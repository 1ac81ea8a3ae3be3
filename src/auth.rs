//! Session Context
//!
//! Current user state plus login/register/reset/logout operations.
//! The bearer token is persisted in both a cookie and local storage so a
//! reload can restore the session either way.

use leptos::prelude::*;
use leptos::task::spawn_local;
use wasm_bindgen::JsCast;

use crate::api::{ApiClient, ApiError};
use crate::models::{LoginArgs, RegisterArgs, ResetPasswordArgs, User};
use crate::query::QueryClient;

const TOKEN_KEY: &str = "token";
const TOKEN_MAX_AGE_SECS: u32 = 7 * 24 * 60 * 60;

/// App-wide session state provided via context
#[derive(Clone, Copy)]
pub struct AuthContext {
    pub user: RwSignal<Option<User>>,
    /// True while the stored session is being restored on boot
    pub loading: RwSignal<bool>,
    api: ApiClient,
    queries: QueryClient,
}

impl AuthContext {
    pub fn new(api: ApiClient, queries: QueryClient) -> Self {
        Self {
            user: RwSignal::new(None),
            loading: RwSignal::new(true),
            api,
            queries,
        }
    }

    /// Restore a stored session on boot. A rejected `/user` call means the
    /// token is dead: clear it and stay logged out.
    pub fn restore_session(&self) {
        let auth = *self;
        spawn_local(async move {
            if let Some(token) = stored_token() {
                auth.api.set_token(Some(token.clone()));
                match auth.api.current_user().await {
                    Ok(user) => {
                        // Make sure both storage locations carry the token.
                        persist_token(&token);
                        auth.user.set(Some(user));
                    }
                    Err(err) => {
                        web_sys::console::error_1(
                            &format!("[AUTH] Session restore failed: {err}").into(),
                        );
                        auth.clear();
                    }
                }
            }
            auth.loading.set(false);
        });
    }

    pub async fn login(&self, email: &str, password: &str) -> Result<(), ApiError> {
        let response = self.api.login(&LoginArgs { email, password }).await?;
        persist_token(&response.token);
        self.api.set_token(Some(response.token));
        self.user.set(Some(response.user));
        Ok(())
    }

    /// Register, then log straight in with the same credentials.
    pub async fn register(
        &self,
        name: &str,
        email: &str,
        password: &str,
        password_confirmation: &str,
    ) -> Result<(), ApiError> {
        self.api
            .register(&RegisterArgs {
                name,
                email,
                password,
                password_confirmation,
            })
            .await?;
        self.login(email, password).await
    }

    pub async fn reset_password(
        &self,
        email: &str,
        new_password: &str,
        confirm_password: &str,
    ) -> Result<(), ApiError> {
        self.api
            .reset_password(&ResetPasswordArgs {
                email,
                new_password,
                confirm_password,
            })
            .await
    }

    /// Tell the server, then drop the session locally regardless of the
    /// server's answer.
    pub fn logout(&self) {
        let auth = *self;
        spawn_local(async move {
            if let Err(err) = auth.api.logout().await {
                web_sys::console::error_1(&format!("[AUTH] Logout failed: {err}").into());
            }
            auth.clear();
        });
    }

    /// Ending a session also drops the cached lists, so a later login
    /// cannot briefly show the previous session's notes.
    fn clear(&self) {
        clear_token();
        self.api.set_token(None);
        self.queries.clear();
        self.user.set(None);
    }
}

/// Get the session context from context.
pub fn use_auth() -> AuthContext {
    expect_context::<AuthContext>()
}

// ========================
// Token Storage
// ========================

/// Extract a cookie's value from a `Document.cookie` string.
pub fn cookie_value(cookies: &str, name: &str) -> Option<String> {
    cookies.split(';').find_map(|pair| {
        let (key, value) = pair.trim().split_once('=')?;
        (key == name).then(|| value.to_string())
    })
}

fn html_document() -> Option<web_sys::HtmlDocument> {
    web_sys::window()?.document()?.dyn_into().ok()
}

fn local_storage() -> Option<web_sys::Storage> {
    web_sys::window()?.local_storage().ok().flatten()
}

/// Cookie first, local storage as fallback.
fn stored_token() -> Option<String> {
    if let Some(token) = html_document()
        .and_then(|doc| doc.cookie().ok())
        .and_then(|cookies| cookie_value(&cookies, TOKEN_KEY))
        .filter(|token| !token.is_empty())
    {
        return Some(token);
    }
    local_storage()?.get_item(TOKEN_KEY).ok().flatten()
}

fn persist_token(token: &str) {
    if let Some(doc) = html_document() {
        let _ = doc.set_cookie(&format!(
            "{TOKEN_KEY}={token}; max-age={TOKEN_MAX_AGE_SECS}; path=/; secure; samesite=strict"
        ));
    }
    if let Some(storage) = local_storage() {
        let _ = storage.set_item(TOKEN_KEY, token);
    }
}

fn clear_token() {
    if let Some(doc) = html_document() {
        let _ = doc.set_cookie(&format!("{TOKEN_KEY}=; max-age=0; path=/"));
    }
    if let Some(storage) = local_storage() {
        let _ = storage.remove_item(TOKEN_KEY);
    }
}

#[cfg(test)]
mod tests {
    use super::*;

    #[test]
    fn cookie_value_finds_token() {
        let cookies = "theme=dark; token=abc123; lang=en";
        assert_eq!(cookie_value(cookies, "token").as_deref(), Some("abc123"));
    }

    #[test]
    fn cookie_value_ignores_prefix_matches() {
        let cookies = "old_token=zzz; token=abc";
        assert_eq!(cookie_value(cookies, "token").as_deref(), Some("abc"));
    }

    #[test]
    fn cookie_value_missing_name() {
        assert_eq!(cookie_value("a=1; b=2", "token"), None);
        assert_eq!(cookie_value("", "token"), None);
    }

    #[test]
    fn cookie_value_keeps_equals_in_value() {
        let cookies = "token=abc=def";
        assert_eq!(cookie_value(cookies, "token").as_deref(), Some("abc=def"));
    }
}
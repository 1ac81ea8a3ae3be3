//! Global Modal Registries
//!
//! Routes "show/hide a dialog" requests from anywhere in the tree to the
//! currently mounted modal host. Registries are `Copy` handles bundled in
//! [`Modals`] and provided through context, so the subsystem can be built
//! and exercised without a DOM.
//!
//! Protocol: the host registers a show/hide handle on mount; the most
//! recent registration wins. Calls issued while no handle is registered
//! are dropped, never queued.

use std::rc::Rc;

use leptos::prelude::*;

/// Parameters for the message-style dialogs (success, error, confirmation).
#[derive(Clone, Default)]
pub struct DialogParams {
    pub description: String,
    /// Dialog-kind default applies when `None`.
    pub title: Option<String>,
    pub on_confirm: Option<Rc<dyn Fn()>>,
}

impl DialogParams {
    pub fn message(description: impl Into<String>) -> Self {
        Self {
            description: description.into(),
            ..Default::default()
        }
    }

    pub fn with_title(mut self, title: impl Into<String>) -> Self {
        self.title = Some(title.into());
        self
    }

    pub fn with_confirm(mut self, on_confirm: impl Fn() + 'static) -> Self {
        self.on_confirm = Some(Rc::new(on_confirm));
        self
    }

    /// Invoke the stored confirm callback, if any. Callers must run this
    /// before closing the dialog so the callback observes pre-close state
    /// exactly once.
    pub fn run_confirm(&self) {
        if let Some(on_confirm) = &self.on_confirm {
            on_confirm();
        }
    }
}

/// Show/hide pair registered by a mounted modal host.
pub struct ModalHandle<P> {
    pub show: Rc<dyn Fn(P)>,
    pub hide: Rc<dyn Fn()>,
}

impl<P> Clone for ModalHandle<P> {
    fn clone(&self) -> Self {
        Self {
            show: Rc::clone(&self.show),
            hide: Rc::clone(&self.hide),
        }
    }
}

/// One registry per dialog kind. Holds at most one live handle.
///
/// A `Copy` handle over an arena slot: the stored `Rc` closures are
/// single-threaded, the handle itself crosses `Send` bounds freely.
pub struct ModalRegistry<P: 'static> {
    handle: StoredValue<Option<ModalHandle<P>>, LocalStorage>,
}

impl<P: 'static> Clone for ModalRegistry<P> {
    fn clone(&self) -> Self {
        *self
    }
}

impl<P: 'static> Copy for ModalRegistry<P> {}

impl<P: 'static> Default for ModalRegistry<P> {
    fn default() -> Self {
        Self::new()
    }
}

impl<P: 'static> ModalRegistry<P> {
    pub fn new() -> Self {
        Self {
            handle: StoredValue::new_local(None),
        }
    }

    /// Store the host's handle. Last writer wins, silently.
    pub fn register(&self, handle: ModalHandle<P>) {
        self.handle.set_value(Some(handle));
    }

    /// Clear the stored handle; later calls become no-ops.
    pub fn unregister(&self) {
        self.handle.set_value(None);
    }

    pub fn is_registered(&self) -> bool {
        self.handle.with_value(|handle| handle.is_some())
    }

    /// Forward to the registered handle's `show`. No-op when unregistered.
    pub fn show(&self, params: P) {
        // Clone out before calling: the handle may re-enter the registry.
        let handle = self.handle.with_value(|handle| handle.clone());
        if let Some(handle) = handle {
            (handle.show)(params);
        }
    }

    /// Forward to the registered handle's `hide`. No-op when unregistered.
    pub fn hide(&self) {
        let handle = self.handle.with_value(|handle| handle.clone());
        if let Some(handle) = handle {
            (handle.hide)();
        }
    }
}

/// The four app-wide dialog registries, provided via context.
#[derive(Clone, Copy, Default)]
pub struct Modals {
    /// `Some(text)` overrides the default "Please wait..." description.
    pub loading: ModalRegistry<Option<String>>,
    pub success: ModalRegistry<DialogParams>,
    pub error: ModalRegistry<DialogParams>,
    pub confirmation: ModalRegistry<DialogParams>,
}

impl Modals {
    pub fn new() -> Self {
        Self::default()
    }

    pub fn show_loading(&self) {
        self.loading.show(None);
    }

    pub fn hide_loading(&self) {
        self.loading.hide();
    }

    pub fn show_success(&self, message: impl Into<String>, on_confirm: impl Fn() + 'static) {
        self.success
            .show(DialogParams::message(message).with_confirm(on_confirm));
    }

    pub fn show_error(&self, message: impl Into<String>) {
        self.error.show(DialogParams::message(message));
    }

    pub fn show_confirmation(&self, message: impl Into<String>, on_confirm: impl Fn() + 'static) {
        self.confirmation
            .show(DialogParams::message(message).with_confirm(on_confirm));
    }
}

#[cfg(test)]
mod tests {
    use super::*;
    use std::cell::{Cell, RefCell};

    /// Minimal stand-in for a mounted host: an open flag plus the last
    /// description it was shown with.
    struct FakeHost {
        open: Rc<Cell<bool>>,
        shown: Rc<RefCell<Vec<String>>>,
    }

    impl FakeHost {
        fn new() -> Self {
            Self {
                open: Rc::new(Cell::new(false)),
                shown: Rc::new(RefCell::new(Vec::new())),
            }
        }

        fn handle(&self) -> ModalHandle<DialogParams> {
            let open = Rc::clone(&self.open);
            let shown = Rc::clone(&self.shown);
            let open_hide = Rc::clone(&self.open);
            ModalHandle {
                show: Rc::new(move |params: DialogParams| {
                    shown.borrow_mut().push(params.description.clone());
                    open.set(true);
                }),
                hide: Rc::new(move || open_hide.set(false)),
            }
        }
    }

    #[test]
    fn show_before_registration_is_dropped() {
        let registry: ModalRegistry<DialogParams> = ModalRegistry::new();
        registry.show(DialogParams::message("too early"));
        registry.hide();

        let host = FakeHost::new();
        registry.register(host.handle());

        // No replay of the early call.
        assert!(!host.open.get());
        assert!(host.shown.borrow().is_empty());
    }

    #[test]
    fn open_flag_follows_last_call() {
        let registry: ModalRegistry<DialogParams> = ModalRegistry::new();
        let host = FakeHost::new();
        registry.register(host.handle());

        registry.show(DialogParams::message("a"));
        assert!(host.open.get());
        registry.show(DialogParams::message("b"));
        assert!(host.open.get());
        registry.hide();
        assert!(!host.open.get());
        registry.show(DialogParams::message("c"));
        assert!(host.open.get());
        assert_eq!(*host.shown.borrow(), vec!["a", "b", "c"]);
    }

    #[test]
    fn last_registration_wins() {
        let registry: ModalRegistry<DialogParams> = ModalRegistry::new();
        let first = FakeHost::new();
        let second = FakeHost::new();
        registry.register(first.handle());
        registry.register(second.handle());

        registry.show(DialogParams::message("hello"));
        assert!(!first.open.get());
        assert!(second.open.get());
    }

    #[test]
    fn unregister_makes_late_calls_noops() {
        let registry: ModalRegistry<DialogParams> = ModalRegistry::new();
        let host = FakeHost::new();
        registry.register(host.handle());
        registry.unregister();

        registry.show(DialogParams::message("gone"));
        assert!(!host.open.get());
        assert!(!registry.is_registered());
    }

    #[test]
    fn confirm_runs_exactly_once_before_close() {
        let log = Rc::new(RefCell::new(Vec::new()));
        let confirm_log = Rc::clone(&log);
        let params = DialogParams::message("done")
            .with_confirm(move || confirm_log.borrow_mut().push("confirm"));

        // Host-side action button wiring: invoke, then close.
        params.run_confirm();
        log.borrow_mut().push("close");

        assert_eq!(*log.borrow(), vec!["confirm", "close"]);
    }

    #[test]
    fn run_confirm_without_callback_is_noop() {
        DialogParams::message("plain").run_confirm();
    }

    #[test]
    fn loading_registry_forwards_description_override() {
        let modals = Modals::new();
        let seen: Rc<RefCell<Vec<Option<String>>>> = Rc::new(RefCell::new(Vec::new()));
        let seen_show = Rc::clone(&seen);
        modals.loading.register(ModalHandle {
            show: Rc::new(move |desc| seen_show.borrow_mut().push(desc)),
            hide: Rc::new(|| {}),
        });

        modals.show_loading();
        modals.loading.show(Some("Saving...".to_string()));
        assert_eq!(
            *seen.borrow(),
            vec![None, Some("Saving...".to_string())]
        );
    }
}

#####

Say how many lines in the entries contain the string "QueryClient", and say nothing else.

Solved problem
3